Catherine McDiarmid-Watt | Monday, September 10, 2007 | 0 comments

MEN over 40 are being warned that their stomach fat, smoking habits and love of alcohol will damage their sperm and their chance of fatherhood.

Reproductive experts say there is emerging evidence that a man's fertility declines steadily with age just as it does for a woman, seriously impairing the couple's chance of having a baby.

It was well documented that the window of opportunity for women to conceive falls quickly in their late 30s, but evidence for men has been less clear, said Dr Anne Clark, chairwoman of the Fertility Society of Australia's fertility protection group.

"While the amber light of infertility comes on at the age of 35 for women, it is not so well known that it starts to shine for men at around 40," Dr Clark said at the fertility society's conference in Hobart.

Sperm count, shape and "travel path" has been the traditional method of analysing male fertility but new evidence suggests that DNA breakages in sperm may be a principal reason for male infertility problems.

For men with more than 20 per cent of their sperm "fragmented" the chance of pregnancy is significantly reduced, chance of miscarriage increased three to four times and there is also increased risk of birth defects.

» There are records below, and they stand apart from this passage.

//! Test utilities for chain client consumers.
//!
//! Provides an in-memory [`ChainClient`] and builders for the JSON shapes the
//! fullnode returns, so read models and confirmation logic can be tested
//! without a network.

use std::collections::{HashMap, VecDeque};

use anyhow::{anyhow, Result};
use async_trait::async_trait;
use parking_lot::Mutex;
use serde_json::{json, Value};

use sui_subscriptions_types::{normalize_address, ResultOptions};

use crate::client::{Balance, ChainClient, ObjectFilter};

/// Scripted answer for one `get_transaction_block` call.
#[derive(Debug, Clone)]
pub enum ScriptedLookup {
    NotFound,
    Found(Value),
    Fail(String),
}

#[derive(Default)]
struct MockState {
    objects: HashMap<String, Value>,
    owners: HashMap<String, Vec<String>>,
    transactions: HashMap<String, Value>,
    scripted: HashMap<String, VecDeque<ScriptedLookup>>,
    balances: HashMap<String, u128>,
    transaction_calls: HashMap<String, usize>,
}

/// In-memory [`ChainClient`].
///
/// Objects are keyed by normalized id; ownership is tracked separately so the
/// same object can be listed for its owner.
#[derive(Default)]
pub struct MockChainClient {
    state: Mutex<MockState>,
}

impl MockChainClient {
    pub fn new() -> Self {
        Self::default()
    }

    /// Register an object owned by `owner`. The object's `objectId` is its key.
    pub fn insert_owned_object(&self, owner: &str, object: Value) {
        let id = object
            .get("objectId")
            .and_then(Value::as_str)
            .map(normalize_address)
            .unwrap_or_default();
        let mut state = self.state.lock();
        state
            .owners
            .entry(normalize_address(owner))
            .or_default()
            .push(id.clone());
        state.objects.insert(id, object);
    }

    /// Register an object with no owner listing (e.g. a shared object).
    pub fn insert_object(&self, object: Value) {
        if let Some(id) = object.get("objectId").and_then(Value::as_str) {
            self.state.lock().objects.insert(normalize_address(id), object);
        }
    }

    pub fn insert_transaction(&self, digest: &str, tx: Value) {
        self.state.lock().transactions.insert(digest.to_string(), tx);
    }

    /// Queue answers for successive lookups of `digest`. Once the queue is
    /// drained, lookups fall back to [`insert_transaction`](Self::insert_transaction) data.
    pub fn script_transaction(&self, digest: &str, answers: Vec<ScriptedLookup>) {
        self.state
            .lock()
            .scripted
            .insert(digest.to_string(), answers.into());
    }

    pub fn set_balance(&self, owner: &str, total: u128) {
        self.state.lock().balances.insert(normalize_address(owner), total);
    }

    /// How many times `get_transaction_block` was called for `digest`.
    pub fn transaction_calls(&self, digest: &str) -> usize {
        self.state
            .lock()
            .transaction_calls
            .get(digest)
            .copied()
            .unwrap_or(0)
    }
}

fn object_type(object: &Value) -> Option<&str> {
    object
        .get("type")
        .or_else(|| object.get("content").and_then(|c| c.get("type")))
        .and_then(Value::as_str)
}

#[async_trait]
impl ChainClient for MockChainClient {
    async fn get_object(&self, object_id: &str, _options: ResultOptions) -> Result<Option<Value>> {
        Ok(self
            .state
            .lock()
            .objects
            .get(&normalize_address(object_id))
            .cloned())
    }

    async fn get_owned_objects(
        &self,
        owner: &str,
        filter: Option<ObjectFilter>,
        _options: ResultOptions,
    ) -> Result<Vec<Value>> {
        let state = self.state.lock();
        let ids = state
            .owners
            .get(&normalize_address(owner))
            .cloned()
            .unwrap_or_default();
        Ok(ids
            .iter()
            .filter_map(|id| state.objects.get(id))
            .filter(|obj| match (&filter, object_type(obj)) {
                (None, _) => true,
                (Some(f), Some(t)) => f.matches_type(t),
                (Some(_), None) => false,
            })
            .cloned()
            .collect())
    }

    async fn get_transaction_block(
        &self,
        digest: &str,
        _options: ResultOptions,
    ) -> Result<Option<Value>> {
        let mut state = self.state.lock();
        *state.transaction_calls.entry(digest.to_string()).or_default() += 1;

        if let Some(answer) = state.scripted.get_mut(digest).and_then(VecDeque::pop_front) {
            return match answer {
                ScriptedLookup::NotFound => Ok(None),
                ScriptedLookup::Found(tx) => Ok(Some(tx)),
                ScriptedLookup::Fail(msg) => Err(anyhow!(msg)),
            };
        }
        Ok(state.transactions.get(digest).cloned())
    }

    async fn get_balance(&self, owner: &str) -> Result<Balance> {
        let total = self
            .state
            .lock()
            .balances
            .get(&normalize_address(owner))
            .copied()
            .unwrap_or(0);
        Ok(Balance {
            coin_type: "0x2::sui::SUI".to_string(),
            total_balance: total,
            coin_object_count: u64::from(total > 0),
        })
    }
}

/// Builder for `Subscription` object JSON as returned by `sui_getObject` with
/// `showContent`.
///
/// # Example
///
/// ```ignore
/// let obj = SubscriptionObjectBuilder::new("0xsub", "0xpkg")
///     .merchant("0xmerchant")
///     .amount(1_000_000_000)
///     .interval_secs(86_400)
///     .build();
/// ```
#[derive(Debug, Clone)]
pub struct SubscriptionObjectBuilder {
    object_id: String,
    package_id: String,
    fields: serde_json::Map<String, Value>,
}

impl SubscriptionObjectBuilder {
    pub fn new(object_id: &str, package_id: &str) -> Self {
        let mut fields = serde_json::Map::new();
        fields.insert("id".into(), json!({ "id": object_id }));
        Self {
            object_id: object_id.to_string(),
            package_id: package_id.to_string(),
            fields,
        }
    }

    pub fn merchant(mut self, addr: &str) -> Self {
        self.fields.insert("merchant".into(), json!(addr));
        self
    }

    pub fn subscriber(mut self, addr: &str) -> Self {
        self.fields.insert("subscriber".into(), json!(addr));
        self
    }

    /// Chain u64 values are serialized as strings.
    pub fn amount(mut self, minor_units: u64) -> Self {
        self.fields
            .insert("amount".into(), json!(minor_units.to_string()));
        self
    }

    pub fn interval_secs(mut self, secs: u64) -> Self {
        self.fields
            .insert("interval_secs".into(), json!(secs.to_string()));
        self
    }

    pub fn next_payment_time(mut self, ts: u64) -> Self {
        self.fields
            .insert("next_payment_time".into(), json!(ts.to_string()));
        self
    }

    pub fn active(mut self, active: bool) -> Self {
        self.fields
            .insert("status".into(), json!({ "fields": { "active": active } }));
        self
    }

    pub fn payment_count(mut self, n: u64) -> Self {
        self.fields
            .insert("payment_count".into(), json!(n.to_string()));
        self
    }

    /// Set an arbitrary raw field, e.g. to inject malformed data.
    pub fn raw_field(mut self, name: &str, value: Value) -> Self {
        self.fields.insert(name.into(), value);
        self
    }

    pub fn build(self) -> Value {
        let type_ = format!("{}::subscription::Subscription", self.package_id);
        json!({
            "objectId": self.object_id,
            "version": "7",
            "type": type_,
            "content": {
                "dataType": "moveObject",
                "type": type_,
                "hasPublicTransfer": true,
                "fields": Value::Object(self.fields),
            }
        })
    }
}

/// A `sui_getTransactionBlock` response whose `objectChanges` contains a
/// created object of `object_type`.
pub fn transaction_with_created(digest: &str, object_id: &str, object_type: &str) -> Value {
    json!({
        "digest": digest,
        "effects": { "status": { "status": "success" } },
        "objectChanges": [
            { "type": "created", "objectId": object_id, "objectType": object_type }
        ]
    })
}

#[cfg(test)]
mod tests {
    use super::*;

    #[tokio::test]
    async fn test_mock_owned_objects_filter() {
        let client = MockChainClient::new();
        client.insert_owned_object(
            "0xa11ce",
            SubscriptionObjectBuilder::new("0x51", "0xp").build(),
        );
        client.insert_owned_object("0xa11ce", json!({ "objectId": "0x52", "type": "0x2::coin::Coin<0x2::sui::SUI>" }));

        let all = client
            .get_owned_objects("0xA11CE", None, ResultOptions::default())
            .await
            .unwrap();
        assert_eq!(all.len(), 2);

        let subs = client
            .get_owned_objects(
                "0xa11ce",
                Some(ObjectFilter::StructType("0xp::subscription::Subscription".into())),
                ResultOptions::object_content(),
            )
            .await
            .unwrap();
        assert_eq!(subs.len(), 1);
        assert_eq!(subs[0]["objectId"], json!("0x51"));
    }

    #[tokio::test]
    async fn test_scripted_lookup_then_fallback() {
        let client = MockChainClient::new();
        client.insert_transaction("D", json!({ "digest": "D" }));
        client.script_transaction(
            "D",
            vec![ScriptedLookup::NotFound, ScriptedLookup::Fail("boom".into())],
        );

        let opts = ResultOptions::inspection();
        assert!(client.get_transaction_block("D", opts).await.unwrap().is_none());
        assert!(client.get_transaction_block("D", opts).await.is_err());
        assert!(client.get_transaction_block("D", opts).await.unwrap().is_some());
        assert_eq!(client.transaction_calls("D"), 3);
    }
}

Lifestyle factors like smoking, caffeine, excessive drinking, recreational drugs, obesity and exposure to toxic chemicals are all known to affect male fertility and researchers now believe DNA damaged sperm may be the link.

Fragmentation increases with age, particularly from the age of 40, Dr Clark said.

"This is one of the main reasons that when a man hits 40 the chance of his partner in her 30s conceiving either naturally or with IVF is halved," she said.

"But there's extremely little awareness of this, and it's hard to convince men this is an important part of the assessment process."

Male infertility plays a major role in couple infertility but a recent study shows that only 2 per cent of 2400 Australians interviewed believed it has any bearing at all.

The good news is that infertility in men can be slowed and even reversed with lifestyle changes, including shedding 10kg, and cutting out cigarettes and heavy drinking.

Dr Clark said antioxidants given to male partners undergoing IVF had been proven to bring levels of fragmented sperm back into the ``normal'' range.

"But the bottom line in all of this is that couples should consider conceiving earlier when their fertility is at optimum levels," she said.

Dr Bill Watkins, convenor of the conference and director of Tas IVF, said the general perception of male fertility was largely inaccurate.

"We hear anecdotes about these older men, Charlie Chaplin many years ago and our own Rupert Murdoch more recently, having children but they really are the exception, not the rule.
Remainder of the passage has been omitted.